CANCELLED - Tau Protein and Neurodegeneration Event

Abundant inclusions made of hyperphosphorylated filamentous tau protein are characteristic of many human neurodegenerative diseases, including Alzheimer’s disease, tangle-only dementia, chronic traumatic encephalopathy, Pick’s disease, argyrophilic grain disease, progressive supranuclear palsy, corticobasal degeneration, as well as dominantly inherited frontotemporal dementia and parkinsonism linked to chromosome 17 (FTDP-17T). The identification of mutations in MAPT, the tau gene, in FTDP- 17T established that dysfunction of tau protein is sufficient to cause neurodegeneration and dementia.
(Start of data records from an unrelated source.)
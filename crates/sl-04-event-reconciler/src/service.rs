//! # Event Reconciler Service
//!
//! Consumes ledger events in delivery order and turns them into record
//! confirmations through the coordinator.
//!
//! ## Matching
//!
//! ```text
//! event ──binding──→ (operation, match key)
//!   │
//!   ├─ position <= checkpoint ───────────────────────→ Duplicate
//!   ├─ PENDING records, same op + key, in lookback:
//!   │     ref == tx hash ? that one : oldest ─confirm─→ Confirmed
//!   ├─ record carrying tx hash:
//!   │     PENDING (outside window) ──confirm──────────→ Confirmed
//!   │     terminal ───────────────────────────────────→ Duplicate
//!   └─ otherwise ──finalizer.on_unmatched─────────────→ Unmatched
//! ```
//!
//! Errors are per event: logged, counted, parked in the dead letter queue.
//! The loop never stops on one.

use crate::domain::{
    ReconcileError, ReconcileOutcome, ReconcilerConfig, ReconcilerStats, RecoveryReport,
};
use crate::ports::{CheckpointStore, NoopReconcilerMetrics, ReconcilerApi, ReconcilerMetrics};
use async_trait::async_trait;
use parking_lot::Mutex;
use shared_bus::{DeadLetterQueue, EventFilter};
use shared_types::{ExternalRef, LedgerEvent, TimeSource};
use sl_01_ledger_client::{ContractBinding, LedgerClient, LedgerEventStream, Receipt};
use sl_02_transaction_store::{StoreError, TransactionRecord, TransactionStore};
use sl_03_submission_coordinator::{ConfirmationEvidence, CoordinatorError, ReconciliationApi};
use std::sync::Arc;
use std::time::Duration;
use tokio::sync::watch;
use tokio_stream::StreamExt;
use tracing::{debug, error, info, warn};

/// Event Reconciler.
pub struct EventReconciler {
    coordinator: Arc<dyn ReconciliationApi>,
    store: Arc<dyn TransactionStore>,
    ledger: Arc<dyn LedgerClient>,
    binding: Arc<dyn ContractBinding>,
    checkpoints: Arc<dyn CheckpointStore>,
    time: Arc<dyn TimeSource>,
    config: ReconcilerConfig,
    dead_letters: DeadLetterQueue,
    metrics: Arc<dyn ReconcilerMetrics>,
    stats: Mutex<ReconcilerStats>,
}

impl EventReconciler {
    /// Create a reconciler.
    pub fn new(
        coordinator: Arc<dyn ReconciliationApi>,
        store: Arc<dyn TransactionStore>,
        ledger: Arc<dyn LedgerClient>,
        binding: Arc<dyn ContractBinding>,
        checkpoints: Arc<dyn CheckpointStore>,
        time: Arc<dyn TimeSource>,
        config: ReconcilerConfig,
    ) -> Self {
        let dead_letters = DeadLetterQueue::new(config.dead_letter_capacity);
        Self {
            coordinator,
            store,
            ledger,
            binding,
            checkpoints,
            time,
            config,
            dead_letters,
            metrics: Arc::new(NoopReconcilerMetrics),
            stats: Mutex::new(ReconcilerStats::default()),
        }
    }

    /// Report to `metrics`.
    pub fn with_metrics(mut self, metrics: Arc<dyn ReconcilerMetrics>) -> Self {
        self.metrics = metrics;
        self
    }

    /// Events that could not be reconciled.
    pub fn dead_letters(&self) -> &DeadLetterQueue {
        &self.dead_letters
    }

    /// Configuration in force.
    pub fn config(&self) -> &ReconcilerConfig {
        &self.config
    }

    // =========================================================================
    // EVENT LOOP
    // =========================================================================

    /// [`open_stream`](Self::open_stream), then [`consume`](Self::consume).
    pub async fn run(&self, shutdown: watch::Receiver<bool>) -> Result<(), ReconcileError> {
        let stream = self.open_stream().await?;
        self.consume(stream, shutdown).await;
        Ok(())
    }

    /// Subscribe from the checkpoint block (inclusive), or from the latest
    /// block when there is no checkpoint.
    pub async fn open_stream(&self) -> Result<LedgerEventStream, ReconcileError> {
        let mut filter = EventFilter::contract(self.binding.address());
        match self.checkpoints.load()? {
            Some(checkpoint) => {
                info!(
                    block = checkpoint.block_number,
                    log_index = checkpoint.log_index,
                    "[sl-04] Resuming from checkpoint"
                );
                filter = filter.from_block(checkpoint.block_number);
            }
            None => info!("[sl-04] No checkpoint, starting from latest block"),
        }

        Ok(self.ledger.subscribe(filter).await?)
    }

    /// Reconcile every event of `stream` until `shutdown` flips or the
    /// stream ends.
    pub async fn consume(&self, mut stream: LedgerEventStream, mut shutdown: watch::Receiver<bool>) {
        info!(contract = self.binding.address(), "[sl-04] Event reconciler started");

        loop {
            tokio::select! {
                _ = shutdown.changed() => {
                    info!("[sl-04] Shutdown signal received");
                    break;
                }
                next = stream.next() => match next {
                    Some(event) => {
                        self.process(&event).await;
                    }
                    None => {
                        warn!("[sl-04] Event stream ended");
                        break;
                    }
                }
            }
        }
    }

    /// Handle one event, absorbing any error.
    pub async fn process(&self, event: &LedgerEvent) -> Option<ReconcileOutcome> {
        match self.handle_event(event).await {
            Ok(outcome) => Some(outcome),
            Err(e) => {
                error!(
                    kind = %event.kind,
                    tx_hash = %event.transaction_hash,
                    block = event.block_number,
                    log_index = event.log_index,
                    error = %e,
                    "[sl-04] Failed to reconcile ledger event"
                );
                self.stats.lock().errors += 1;
                self.metrics.reconciliation_error(event.kind);
                self.dead_letters
                    .push(event.clone(), e.to_string(), self.time.now());
                // Parked in the dead letter queue; do not replay it on restart.
                if let Err(e) = self.advance_checkpoint(event) {
                    error!(error = %e, "[sl-04] Failed to save checkpoint");
                }
                None
            }
        }
    }

    fn advance_checkpoint(&self, event: &LedgerEvent) -> Result<(), ReconcileError> {
        let position = event.position();
        match self.checkpoints.load()? {
            Some(current) if current >= position => Ok(()),
            _ => self.checkpoints.save(position),
        }
    }

    async fn reconcile(&self, event: &LedgerEvent) -> Result<ReconcileOutcome, ReconcileError> {
        if let Some(checkpoint) = self.checkpoints.load()? {
            if event.position() <= checkpoint {
                debug!(
                    tx_hash = %event.transaction_hash,
                    block = event.block_number,
                    log_index = event.log_index,
                    "[sl-04] Event at or below checkpoint, skipping"
                );
                return Ok(ReconcileOutcome::Duplicate);
            }
        }

        if !event.contract.eq_ignore_ascii_case(self.binding.address()) {
            debug!(contract = %event.contract, "[sl-04] Event from foreign contract ignored");
            return Ok(ReconcileOutcome::Ignored);
        }

        let (operation, match_key) = self.binding.event_match_key(event)?;
        let lookback = self.config.lookback_window.as_millis() as u64;
        let since = self.time.now().saturating_sub(lookback);

        let candidates = self
            .store
            .find_pending_by_match_key(operation, &match_key, since)?;
        let mut chosen = candidates
            .iter()
            .find(|r| r.external_reference.as_ref() == Some(&event.transaction_hash))
            .or_else(|| candidates.first())
            .cloned();

        if chosen.is_none() {
            match self.store.find_by_external_ref(&event.transaction_hash)? {
                Some(record) if record.is_pending() => chosen = Some(record),
                Some(record) => {
                    debug!(
                        record_id = %record.id,
                        status = %record.status,
                        tx_hash = %event.transaction_hash,
                        "[sl-04] Event already applied"
                    );
                    return Ok(ReconcileOutcome::Duplicate);
                }
                None => {}
            }
        }

        if let Some(record) = chosen {
            return self
                .confirm(&record, ConfirmationEvidence::from_event(event))
                .await;
        }

        if self.coordinator.apply_unmatched(event).await? {
            warn!(
                kind = %event.kind,
                operation = %operation,
                tx_hash = %event.transaction_hash,
                block = event.block_number,
                "[sl-04] unmatched ledger event"
            );
            Ok(ReconcileOutcome::Unmatched)
        } else {
            warn!(
                kind = %event.kind,
                tx_hash = %event.transaction_hash,
                "[sl-04] unmatched ledger event with no finalizer, ignored"
            );
            Ok(ReconcileOutcome::Ignored)
        }
    }

    async fn confirm(
        &self,
        record: &TransactionRecord,
        evidence: ConfirmationEvidence,
    ) -> Result<ReconcileOutcome, ReconcileError> {
        match self.coordinator.confirm(record.id, evidence).await {
            Ok(_) => Ok(ReconcileOutcome::Confirmed {
                record_id: record.id,
            }),
            // Resolved concurrently, e.g. by receipt recovery.
            Err(CoordinatorError::Store(StoreError::InvalidTransition { from, .. })) => {
                debug!(record_id = %record.id, status = %from, "[sl-04] Record already resolved");
                Ok(ReconcileOutcome::Duplicate)
            }
            Err(e) => Err(e.into()),
        }
    }

    // =========================================================================
    // RECEIPT RECOVERY
    // =========================================================================

    async fn recover_one(
        &self,
        record: &TransactionRecord,
        reference: &ExternalRef,
        receipt: Receipt,
        report: &mut RecoveryReport,
    ) -> Result<(), ReconcileError> {
        if receipt.is_success() {
            let event = receipt.events.iter().find(|e| {
                self.binding
                    .event_match_key(e)
                    .map(|(op, key)| op == record.operation && key == record.match_key)
                    .unwrap_or(false)
            });
            let evidence = match event {
                Some(event) => ConfirmationEvidence::from_event(event),
                None => ConfirmationEvidence {
                    transaction_hash: reference.clone(),
                    block_number: Some(receipt.block_number),
                    event: None,
                },
            };
            if let ReconcileOutcome::Confirmed { record_id } = self.confirm(record, evidence).await? {
                info!(record_id = %record_id, tx_hash = %reference, "[sl-04] Stale record confirmed from receipt");
                report.confirmed.push(record_id);
            }
        } else {
            let reason = receipt
                .revert_reason
                .unwrap_or_else(|| "execution reverted".to_string());
            match self.coordinator.fail_accepted(record.id, &reason).await {
                Ok(_) => {
                    warn!(record_id = %record.id, tx_hash = %reference, reason = %reason, "[sl-04] Stale record reverted on ledger");
                    report.reverted.push(record.id);
                }
                Err(CoordinatorError::Store(StoreError::InvalidTransition { .. })) => {}
                Err(e) => return Err(e.into()),
            }
        }
        Ok(())
    }
}

#[async_trait]
impl ReconcilerApi for EventReconciler {
    async fn handle_event(&self, event: &LedgerEvent) -> Result<ReconcileOutcome, ReconcileError> {
        self.stats.lock().events_seen += 1;

        let outcome = self.reconcile(event).await?;
        self.advance_checkpoint(event)?;

        self.stats.lock().count(&outcome);
        self.metrics.event_reconciled(event.kind, outcome.as_str());
        Ok(outcome)
    }

    async fn recover_stale(&self, threshold: Duration) -> Result<RecoveryReport, ReconcileError> {
        let stale = self.coordinator.find_stale(threshold).await?;
        self.metrics.stale_pending(stale.len());

        let mut report = RecoveryReport {
            stale: stale.len(),
            ..RecoveryReport::default()
        };

        for submission in stale {
            let Some(reference) = submission.external_reference else {
                report.not_accepted += 1;
                continue;
            };
            let Some(receipt) = self.ledger.receipt(&reference).await? else {
                report.still_pending += 1;
                continue;
            };
            let Some(record) = self.store.get(submission.record_id)? else {
                continue;
            };
            self.recover_one(&record, &reference, receipt, &mut report)
                .await?;
        }

        {
            let mut stats = self.stats.lock();
            stats.recovered += report.confirmed.len() as u64;
            stats.reverted += report.reverted.len() as u64;
        }
        if report.stale > 0 {
            info!(
                stale = report.stale,
                confirmed = report.confirmed.len(),
                reverted = report.reverted.len(),
                still_pending = report.still_pending,
                not_accepted = report.not_accepted,
                "[sl-04] Receipt recovery pass complete"
            );
        }
        Ok(report)
    }

    fn stats(&self) -> ReconcilerStats {
        self.stats.lock().clone()
    }
}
Tau inclusions appear to exist as multiple conformers that propagate through the brain, suggesting a conceptual link between tauopathies and prion diseases. The structures of amyloid filaments can be determined using electron cryo-microscopy. We have reported the structures of tau filaments from Alzheimer’s disease, Pick’s disease, chronic traumatic encephalopathy and corticobasal degeneration. Evidence so far indicates inter-disease, but not inter-subject, variability of tau filament structures.

Different tau isoforms play a role in giving rise to distinct filament structures. In addition, cofactors and/or post-translational modifications may be involved. It seems clear that filamentous tau adopts distinct folds in different human neurodegenerative diseases, establishing the existence of conformers of assembled tau.